Rozaje, envoyée spéciale.

La vieille femme éclate en sanglots. Le nouvel autobus bondé arrivé de Pec, la plus grande ville de l'ouest du Kosovo, n'amène pas, lui non plus, ses cinq fils et leurs femmes, dont elle n'a plus de nouvelles depuis qu'elle a quitté samedi sa maison à la pointe du fusil. Une foule serrée attend comme elle, inquiète. La gare des autobus de Rozaje, petite ville du Monténégro peuplée de musulmans, des slaves islamisés, est devenue le lieu le plus animé de la bourgade.

Les uns sont venus en voiture, les autres à pied, hébétés de fatigue, sans bagages, les derniers en autobus.
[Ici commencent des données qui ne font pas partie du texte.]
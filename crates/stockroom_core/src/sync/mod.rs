//! Real-time item sync: server connection, local relay and coordination.
//!
//! The layering goes bottom-up: [`transport`] defines the frame-level seam,
//! [`SyncConnection`] supervises one persistent WebSocket with reconnection,
//! [`RelayHub`] carries changes between contexts in the same process, and
//! [`SyncCoordinator`] ties both delivery paths to a subscriber registry.
//!
//! [`transport`]: SyncTransport

mod connection;
mod coordinator;
mod message;
mod relay;
mod tokio_transport;
mod transport;

pub use connection::{ConnectionConfig, ReconnectPolicy, SyncConnection, Visibility};
pub use coordinator::{SyncCoordinator, SyncSubscription};
pub use message::{ItemAction, OwnerType, SyncMessage};
pub use relay::{RelayChannel, RelayHub, RelaySubscription, items_channel_name};
pub use tokio_transport::{TokioConnector, TokioTransport};
pub use transport::{SyncEndpoint, SyncTransport, TransportConnector, TransportError, WsMessage};
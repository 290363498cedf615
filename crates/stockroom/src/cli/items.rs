//! Items command family: CRUD over the HTTP store, with peer notification
//! after successful mutations.

use std::sync::Arc;
use std::time::Duration;

use clap::Subcommand;
use stockroom_core::config::Config;
use stockroom_core::items::{HttpItemStore, Item, ItemStore, ItemUpdate, ListQuery, NewItem};
use stockroom_core::session::SessionContext;
use stockroom_core::sync::{
    ConnectionConfig, ItemAction, OwnerType, SyncCoordinator, TokioConnector, Visibility,
};

/// Item subcommands.
#[derive(Subcommand)]
pub enum ItemCommands {
    /// List items in a folder scope
    List {
        /// Folder id; omit for the root
        #[arg(long, default_value = "")]
        parent: String,
        /// Ownership scope: org or personal
        #[arg(long, default_value = "org")]
        owner: String,
    },
    /// Create an item
    Create {
        /// Display name
        name: String,
        /// Parent folder id; omit for the root
        #[arg(long, default_value = "")]
        parent: String,
        /// Ownership scope: org or personal
        #[arg(long, default_value = "org")]
        owner: String,
        /// Product barcode
        #[arg(long, default_value = "")]
        barcode: String,
        /// Category label
        #[arg(long, default_value = "")]
        category: String,
        /// Quantity on hand
        #[arg(long, default_value_t = 1)]
        quantity: u32,
    },
    /// Update an item's fields
    Update {
        /// Item id
        id: String,
        /// New display name
        #[arg(long)]
        name: String,
        /// Product barcode
        #[arg(long, default_value = "")]
        barcode: String,
        /// Category label
        #[arg(long, default_value = "")]
        category: String,
        /// Quantity on hand
        #[arg(long, default_value_t = 1)]
        quantity: u32,
    },
    /// Delete an item
    Delete {
        /// Item id
        id: String,
    },
    /// Move an item to another folder
    Move {
        /// Item id
        id: String,
        /// Destination folder id; omit for the root
        #[arg(long, default_value = "")]
        to: String,
    },
    /// Switch an item between org and personal ownership
    Ownership {
        /// Item id
        id: String,
        /// New scope: org or personal
        owner: String,
    },
    /// Search items by barcode
    Search {
        /// Barcode to look for
        barcode: String,
    },
    /// Show one item
    Get {
        /// Item id
        id: String,
    },
}

fn parse_owner(raw: &str) -> Option<OwnerType> {
    match raw {
        "org" => Some(OwnerType::Org),
        "personal" => Some(OwnerType::Personal),
        _ => {
            eprintln!("Unknown owner type '{}'. Use org or personal.", raw);
            None
        }
    }
}

/// Execute an items subcommand.
pub async fn handle_items(config: &Config, command: ItemCommands) {
    let session = Arc::new(match (config.token.clone(), config.org_id.clone()) {
        (Some(token), Some(org_id)) => SessionContext::with_credentials(token, org_id),
        _ => SessionContext::new(),
    });
    let store = HttpItemStore::new(config.api_url.clone(), Arc::clone(&session));

    match command {
        ItemCommands::List { parent, owner } => {
            let Some(owner_type) = parse_owner(&owner) else { return };
            let query = ListQuery {
                parent_id: parent,
                owner_type,
                category: String::new(),
            };
            match store.list_items(&query).await {
                Ok(items) => print_items(&items),
                Err(e) => eprintln!("Error listing items: {}", e),
            }
        }
        ItemCommands::Create {
            name,
            parent,
            owner,
            barcode,
            category,
            quantity,
        } => {
            let Some(owner_type) = parse_owner(&owner) else { return };
            let item = NewItem {
                name,
                parent_id: Some(parent.clone()),
                owner_type: Some(owner_type),
                barcode,
                category,
                quantity,
                ..NewItem::default()
            };
            match store.create_item(&item).await {
                Ok(created) => {
                    println!("Created {} ({})", created.name, created.id);
                    notify(config, &session, ItemAction::Create, &parent, owner_type).await;
                }
                Err(e) => eprintln!("Error creating item: {}", e),
            }
        }
        ItemCommands::Update {
            id,
            name,
            barcode,
            category,
            quantity,
        } => {
            let changes = ItemUpdate {
                name,
                barcode,
                category,
                quantity,
                ..ItemUpdate::default()
            };
            match store.update_item(&id, &changes).await {
                Ok(updated) => {
                    println!("Updated {} ({})", updated.name, updated.id);
                    notify(
                        config,
                        &session,
                        ItemAction::Update,
                        &updated.parent_id,
                        updated.owner_type,
                    )
                    .await;
                }
                Err(e) => eprintln!("Error updating item: {}", e),
            }
        }
        ItemCommands::Delete { id } => {
            // Look the scope up first; after the delete it is gone.
            let scope = match store.get_item(&id).await {
                Ok(Some(item)) => Some((item.parent_id, item.owner_type)),
                _ => None,
            };
            match store.delete_item(&id).await {
                Ok(()) => {
                    println!("Deleted {}", id);
                    if let Some((parent_id, owner_type)) = scope {
                        notify(config, &session, ItemAction::Delete, &parent_id, owner_type).await;
                    }
                }
                Err(e) => eprintln!("Error deleting item: {}", e),
            }
        }
        ItemCommands::Move { id, to } => {
            match store.move_item(&id, &to).await {
                Ok(()) => {
                    let destination = if to.is_empty() { "root" } else { to.as_str() };
                    println!("Moved {} to {}", id, destination);
                    if let Ok(Some(item)) = store.get_item(&id).await {
                        notify(config, &session, ItemAction::Move, &item.parent_id, item.owner_type)
                            .await;
                    }
                }
                Err(e) => eprintln!("Error moving item: {}", e),
            }
        }
        ItemCommands::Ownership { id, owner } => {
            let Some(owner_type) = parse_owner(&owner) else { return };
            match store.change_ownership(&id, owner_type).await {
                Ok(()) => {
                    println!("Changed ownership of {} to {}", id, owner_type.as_str());
                    if let Ok(Some(item)) = store.get_item(&id).await {
                        notify(
                            config,
                            &session,
                            ItemAction::OwnershipChange,
                            &item.parent_id,
                            item.owner_type,
                        )
                        .await;
                    }
                }
                Err(e) => eprintln!("Error changing ownership: {}", e),
            }
        }
        ItemCommands::Search { barcode } => match store.search_by_barcode(&barcode).await {
            Ok(items) => print_items(&items),
            Err(e) => eprintln!("Error searching: {}", e),
        },
        ItemCommands::Get { id } => match store.get_item(&id).await {
            Ok(Some(item)) => print_item_detail(&item),
            Ok(None) => println!("Item {} not found", id),
            Err(e) => eprintln!("Error fetching item: {}", e),
        },
    }
}

/// Announce a mutation the way the app does: best effort, fire-and-forget.
///
/// Opens the sync connection briefly; if it cannot open in time the message
/// is dropped, which peers absorb on their next refetch.
async fn notify(
    config: &Config,
    session: &Arc<SessionContext>,
    action: ItemAction,
    parent_id: &str,
    owner_type: OwnerType,
) {
    let Some(sync_url) = config.sync_url.clone() else {
        return;
    };
    let (_visibility_tx, visibility_rx) = tokio::sync::watch::channel(Visibility::Visible);
    let coordinator = SyncCoordinator::new(
        ConnectionConfig::new(sync_url),
        Arc::new(TokioConnector),
        Arc::clone(session),
        visibility_rx,
        None,
    );
    coordinator.start();

    let mut connected = coordinator.connected();
    let _ = tokio::time::timeout(Duration::from_secs(3), async {
        while !*connected.borrow_and_update() {
            if connected.changed().await.is_err() {
                break;
            }
        }
    })
    .await;
    coordinator.notify_change(action, parent_id, owner_type);
    // Give the frame a moment to flush before closing the socket.
    tokio::time::sleep(Duration::from_millis(100)).await;
    coordinator.stop().await;
}

fn print_items(items: &[Item]) {
    if items.is_empty() {
        println!("No items.");
        return;
    }
    for item in items {
        let quantity = if item.quantity != 1 {
            format!("  x{}", item.quantity)
        } else {
            String::new()
        };
        println!("{}  {}{}", item.id, item.name, quantity);
    }
}

fn print_item_detail(item: &Item) {
    println!("{} ({})", item.name, item.id);
    println!("  owner: {}", item.owner_type.as_str());
    let parent = if item.parent_id.is_empty() {
        "root"
    } else {
        item.parent_id.as_str()
    };
    println!("  folder: {}", parent);
    println!("  quantity: {}", item.quantity);
    if !item.barcode.is_empty() {
        println!("  barcode: {}", item.barcode);
    }
    if !item.category.is_empty() {
        println!("  category: {}", item.category);
    }
    if !item.description.is_empty() {
        println!("  description: {}", item.description);
    }
    if !item.url.is_empty() {
        println!("  url: {}", item.url);
    }
    if !item.image_url.is_empty() {
        println!("  image: {}", item.image_url);
    }
}
//! Item model, remote store and list controller.

mod http;
mod list;
mod model;
mod store;

pub use http::HttpItemStore;
pub use list::{ItemListController, ListStatus, ViewScope};
pub use model::{Breadcrumb, Item, ItemUpdate, ListQuery, NewItem};
pub use store::{ItemStore, StoreError};
//! # `stockroom_core`
//!
//! This is the `stockroom_core` library!
//! It contains shared code for the Stockroom inventory clients.
//!
//! The two halves are:
//! 1. Real-time sync (`sync`): a persistent WebSocket connection with
//!    reconnection, a same-process relay for sibling contexts, and a
//!    coordinator that fans inbound change signals out to subscribers.
//! 2. Items (`items`): the item model, the remote HTTP store, and the list
//!    controller that decides when a displayed folder must be refetched.
//!
//! Sync here is a latency optimization over an authoritative remote store.
//! Messages say "this scope changed" and receivers refetch; they never carry
//! item data, and every sync failure degrades to "no live updates" rather
//! than an error.

#![warn(missing_docs)]

/// Environment-based client configuration.
pub mod config;

/// Item model, remote store and list controller.
pub mod items;

/// Session credential and organization state.
pub mod session;

/// Real-time sync: connection, relay, coordinator.
pub mod sync;
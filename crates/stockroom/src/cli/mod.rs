//! Command-line interface for Stockroom.
//!
//! Connection settings are shared flags that fall back to environment
//! variables, so `stockroom watch` and `stockroom items ...` work the same
//! way in scripts and interactive shells.

mod items;
mod watch;

use clap::{Args, Parser, Subcommand};
use stockroom_core::config::Config;

#[derive(Parser)]
#[command(name = "stockroom", version, about = "Stockroom inventory client")]
struct Cli {
    #[command(flatten)]
    connection: ConnectionArgs,

    #[command(subcommand)]
    command: Commands,
}

/// Server and credential flags shared by every command.
#[derive(Args)]
struct ConnectionArgs {
    /// HTTP API base URL
    #[arg(long, global = true, env = "STOCKROOM_API_URL")]
    api_url: Option<String>,

    /// Sync server base URL; omit to skip live sync
    #[arg(long, global = true, env = "STOCKROOM_SYNC_URL")]
    sync_url: Option<String>,

    /// Bearer token
    #[arg(long, global = true, env = "STOCKROOM_TOKEN")]
    token: Option<String>,

    /// Organization id
    #[arg(long, global = true, env = "STOCKROOM_ORG_ID")]
    org_id: Option<String>,
}

impl ConnectionArgs {
    /// Layer the flags over whatever the environment provides.
    fn into_config(self) -> Config {
        let mut config = Config::from_env();
        if let Some(api_url) = self.api_url {
            config.api_url = api_url;
        }
        if self.sync_url.is_some() {
            config.sync_url = self.sync_url;
        }
        if self.token.is_some() {
            config.token = self.token;
        }
        if self.org_id.is_some() {
            config.org_id = self.org_id;
        }
        config
    }
}

#[derive(Subcommand)]
enum Commands {
    /// Watch live item changes for the organization
    Watch,
    /// Operate on items through the HTTP API
    Items {
        #[command(subcommand)]
        command: items::ItemCommands,
    },
}

/// Parse arguments and run the CLI.
pub fn run_cli() {
    let cli = Cli::parse();
    let config = cli.connection.into_config();

    let runtime = match tokio::runtime::Builder::new_multi_thread().enable_all().build() {
        Ok(runtime) => runtime,
        Err(e) => {
            eprintln!("Failed to start async runtime: {}", e);
            std::process::exit(1);
        }
    };

    runtime.block_on(async {
        match cli.command {
            Commands::Watch => watch::handle_watch(&config).await,
            Commands::Items { command } => items::handle_items(&config, command).await,
        }
    });
}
Ils cherchent un proche où s'inquiètent d'un hébergement impossible. La mosquée est pleine à craquer, les écoles aussi. Lundi soir, on estimait à 17 000 le nombre de réfugiés arrivés depuis l'intervention de l'Otan, dont 10 000 pour la seule journée de lundi. Hier, quelques milliers s'y sont ajoutés.

«Ne fermez pas à clef.» Les réfugiés racontent tous la même histoire. La police, les paramilitaires, la Kalachnikov pointée. «Dehors, et ne fermez pas vos portes à clef», ont lancé à la famille Krasniqi des miliciens cagoulés de noir. Toute la rue a fait ses paquets et s'en est allée. Les réfugiés disent tous avoir vu des maisons pillées et saccagées, des demeures incendiées. Aucun ne dit avoir vu de cadavre. Aucun ne raconte qu'on aurait séparé les hommes et les femmes, déchiré leurs papiers d'identité. D'ailleurs, les hommes jeunes sont très nombreux.